At the Berkeley Marina, hung over but spry, the Trainwreck Union recuperated after St. Patrick's day and the previous Friday. Everyone said things like, "how have I been so stupid not to have come here earlier." We flew kites and lay in the grass like there was no war on. There was a big rally going on somewhere, but isn't flying kites and going to a reading a protest too? "My God, what a beautiful day!" was another thing people kept saying. So Wordsworth, really.Then, to change gears, it was time to trek on down to 25th and Broadway to my currently favorite space: 21 Grand.
First up was Armand Capanna, and if you missed it you truly missed out. If his piece was 2.3 min. shorter or 7.5 bpm slower, I would have loved his work. The way he did his thing, though, I just really, really, really liked it.
A while back, I wanted to propose a research project that involved comparing Chicago Renaissance poets to current Chicago poets. I thought, and still think, that it is a shame that we on the west coast tend to ignore what is happening in the middle of the country. Capanna's work encourages my curiousity regarding Chicagoan poets. He uses references in his work that make one think, "shit, I've heard that somewhere," but it doesn't scream at you. It kind of pummels you. He has a machine-gun way of reading that reminds me of my clubbing days when D&B/Ragga/2step was the thing to dance to in Europe. Drum and Bass lets you stop and breathe with frequent bridges throughout extremely long tracks, but Capanna doesn't let up. You couldn't dance all night with Armand Cappana, but there's something there that is impressive and exciting. Maybe with a bridge,,, a breath?

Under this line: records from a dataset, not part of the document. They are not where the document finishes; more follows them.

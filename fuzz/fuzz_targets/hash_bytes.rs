#![no_main]
use libfuzzer_sys::fuzz_target;

fuzz_target!(|data: &[u8]| {
    let sig = spamsum::hash_bytes(data);
    assert!(sig.hash1().len() <= 64);
    assert!(sig.hash2().len() <= 32);
    let score = spamsum::compare(&sig, &sig);
    assert!(score <= 100);
});
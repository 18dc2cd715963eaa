//! Rolling checksum that drives piecewise chunking.
//!
//! An Adler-style rolling hash over a fixed 7-byte window: `h1` is the plain
//! sum of the window bytes, `h2` the position-weighted sum, and `h3` a
//! shift/xor accumulator over the entire stream so far, which keeps the
//! checksum responsive at large block sizes. Because the hash rolls, the
//! chunker resynchronizes on its own after inserts and deletes.

/// Width of the rolling window in bytes.
pub const ROLLING_WINDOW: usize = 7;

/// State for the fixed-window rolling checksum.
///
/// Transient and owned by a single streaming pass: create one, feed every
/// input byte through [`RollingState::roll`], and discard it with the pass.
#[derive(Debug, Clone, Default)]
pub struct RollingState {
    window: [u8; ROLLING_WINDOW],
    h1: u32,
    h2: u32,
    h3: u32,
    n: u64,
}

impl RollingState {
    /// Creates a fresh all-zero state.
    pub fn new() -> Self {
        Self::default()
    }

    /// Feeds one byte and returns the updated checksum.
    ///
    /// All arithmetic is wrapping u32; the left shift of `h3` sheds high
    /// bits on purpose. Never allocates — this runs once per input byte.
    #[inline]
    pub fn roll(&mut self, c: u8) -> u32 {
        let byte = u32::from(c);
        let slot = (self.n % ROLLING_WINDOW as u64) as usize;

        // h2 folds in the old window sum before h1 is updated.
        self.h2 = self.h2.wrapping_sub(self.h1);
        self.h2 = self.h2.wrapping_add(ROLLING_WINDOW as u32 * byte);

        self.h1 = self.h1.wrapping_add(byte);
        self.h1 = self.h1.wrapping_sub(u32::from(self.window[slot]));

        self.window[slot] = c;
        self.n += 1;

        self.h3 <<= 5;
        self.h3 ^= byte;

        self.h1.wrapping_add(self.h2).wrapping_add(self.h3)
    }

    /// Number of bytes processed since construction or the last reset.
    #[inline]
    pub fn bytes_seen(&self) -> u64 {
        self.n
    }

    /// Resets to the all-zero initial state.
    pub fn reset(&mut self) {
        *self = Self::default();
    }
}
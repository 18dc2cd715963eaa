//! Logging and tracing infrastructure.
//!
//! Structured logging via the tracing crate. The library itself only emits
//! events (block-size calibration retries, file opens); binaries and tests
//! that want to see them can install a subscriber with one of the helpers
//! below.

use std::sync::Once;
use tracing::info;
use tracing_subscriber::{
    fmt::{self, format::FmtSpan},
    layer::SubscriberExt,
    util::SubscriberInitExt,
    EnvFilter,
};

static INIT: Once = Once::new();

/// Initialize the global tracing subscriber.
///
/// This should be called once at program startup.
/// Subsequent calls are ignored.
pub fn init_tracing() {
    INIT.call_once(|| {
        let env_filter =
            EnvFilter::try_from_default_env().unwrap_or_else(|_| EnvFilter::new("info"));

        let fmt_layer = fmt::layer()
            .with_span_events(FmtSpan::CLOSE)
            .with_target(true)
            .with_file(true)
            .with_line_number(true);

        tracing_subscriber::registry()
            .with(env_filter)
            .with(fmt_layer)
            .init();

        info!("spamsum tracing initialized");
    });
}

/// Initialize tracing with JSON output for structured logging.
pub fn init_tracing_json() {
    INIT.call_once(|| {
        let env_filter =
            EnvFilter::try_from_default_env().unwrap_or_else(|_| EnvFilter::new("info"));

        let fmt_layer = fmt::layer()
            .json()
            .with_span_events(FmtSpan::CLOSE)
            .with_target(true)
            .with_file(true)
            .with_line_number(true)
            .with_current_span(true);

        tracing_subscriber::registry()
            .with(env_filter)
            .with(fmt_layer)
            .init();

        info!("spamsum tracing initialized (JSON mode)");
    });
}
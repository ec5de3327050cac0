//! Error types and result aliases for sprig operations.
//!
//! Every error in the resolution taxonomy is terminal to a run: the first one
//! encountered aborts resolution and is surfaced verbatim to the caller with
//! the offending package name(s) and version strings.

use thiserror::Error;

/// Unified error type for all sprig operations.
///
/// `Clone` is required so registry failures can be memoized in the
/// single-flight fetch cache and replayed to later callers.
#[derive(Error, Debug, Clone, PartialEq, Eq)]
pub enum SprigError {
    // Registry errors
    #[error("registry request for '{package}' failed: {message}")]
    Registry { package: String, message: String },

    // Selection errors
    #[error("invalid version selector '{selector}' for package '{package}'")]
    InvalidSelector { package: String, selector: String },

    #[error("no published version of '{package}' satisfies '{selector}'")]
    NoSatisfyingVersion { package: String, selector: String },

    // Merge errors
    #[error("refusing to downgrade '{package}' from '{current}' to '{proposed}'")]
    Downgrade {
        package: String,
        current: String,
        proposed: String,
    },

    #[error("conflicting constraints on '{package}': '{existing}' does not intersect '{proposed}'")]
    Conflict {
        package: String,
        existing: String,
        proposed: String,
    },
}

/// Result type alias for sprig operations
pub type SprigResult<T> = Result<T, SprigError>;

impl SprigError {
    /// Create a registry error from any error type
    pub fn registry<E: std::fmt::Display>(package: impl Into<String>, source: E) -> Self {
        Self::Registry {
            package: package.into(),
            message: source.to_string(),
        }
    }

    /// The package name this error is about
    pub fn package(&self) -> &str {
        match self {
            SprigError::Registry { package, .. }
            | SprigError::InvalidSelector { package, .. }
            | SprigError::NoSatisfyingVersion { package, .. }
            | SprigError::Downgrade { package, .. }
            | SprigError::Conflict { package, .. } => package,
        }
    }

    /// Get a user-friendly suggestion for fixing this error
    pub fn suggestion(&self) -> Option<&'static str> {
        match self {
            SprigError::Registry { .. } => {
                Some("Check your internet connection and the registry URL, then try again")
            }
            SprigError::InvalidSelector { .. } => {
                Some("Use a dist-tag, an exact version, a semver range, or '*'")
            }
            SprigError::Conflict { .. } => {
                Some("Loosen the anchor selector or update the conflicting packages together")
            }
            _ => None,
        }
    }
}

There was a video playing behind him that grossed out Lisa Robertson until she squeeled with glee, but what made me nearly squeel with glee was the fact that a poet was setting his life upon a cast and standing the hazard of the die. I realized, I want and expected more than I should from poets like Greenstreet. But if you're going to go up and "bear your soul" then fucking do it. If not, stay home. If I need to go to Chicago for more knives, I'll go to the fifth ward no problem. I hear the Zephyr is the greatest train route in the world; it starts in SF and ends in CHI; let's go.
There was a video by Sarah Lockhart that was super cool; it was called "Suburban Guerillas." It had a soundtrack that wanted to eat everyone alive. Totally dug it but can't write about it.
Dodie Bellamy. Everyone loves Dodie Bellamy. She was following some high-energy shit, though. Her piece was awesome but a little anticlimactic after the full-steam-ahead stuff.
All around a fantastic Sunday. Got to hang with the union reading Graham Foust beneath the giant kites, go to one of the most kick-ass spaces for poetry in the bay, name drop with the likes of Clayton Banes, whom I kind of worship at the moment, and we all only drank one beer and got home by 2am (EARLY!). A great freaking day. Thanks Trainwreck Union and New Yipes!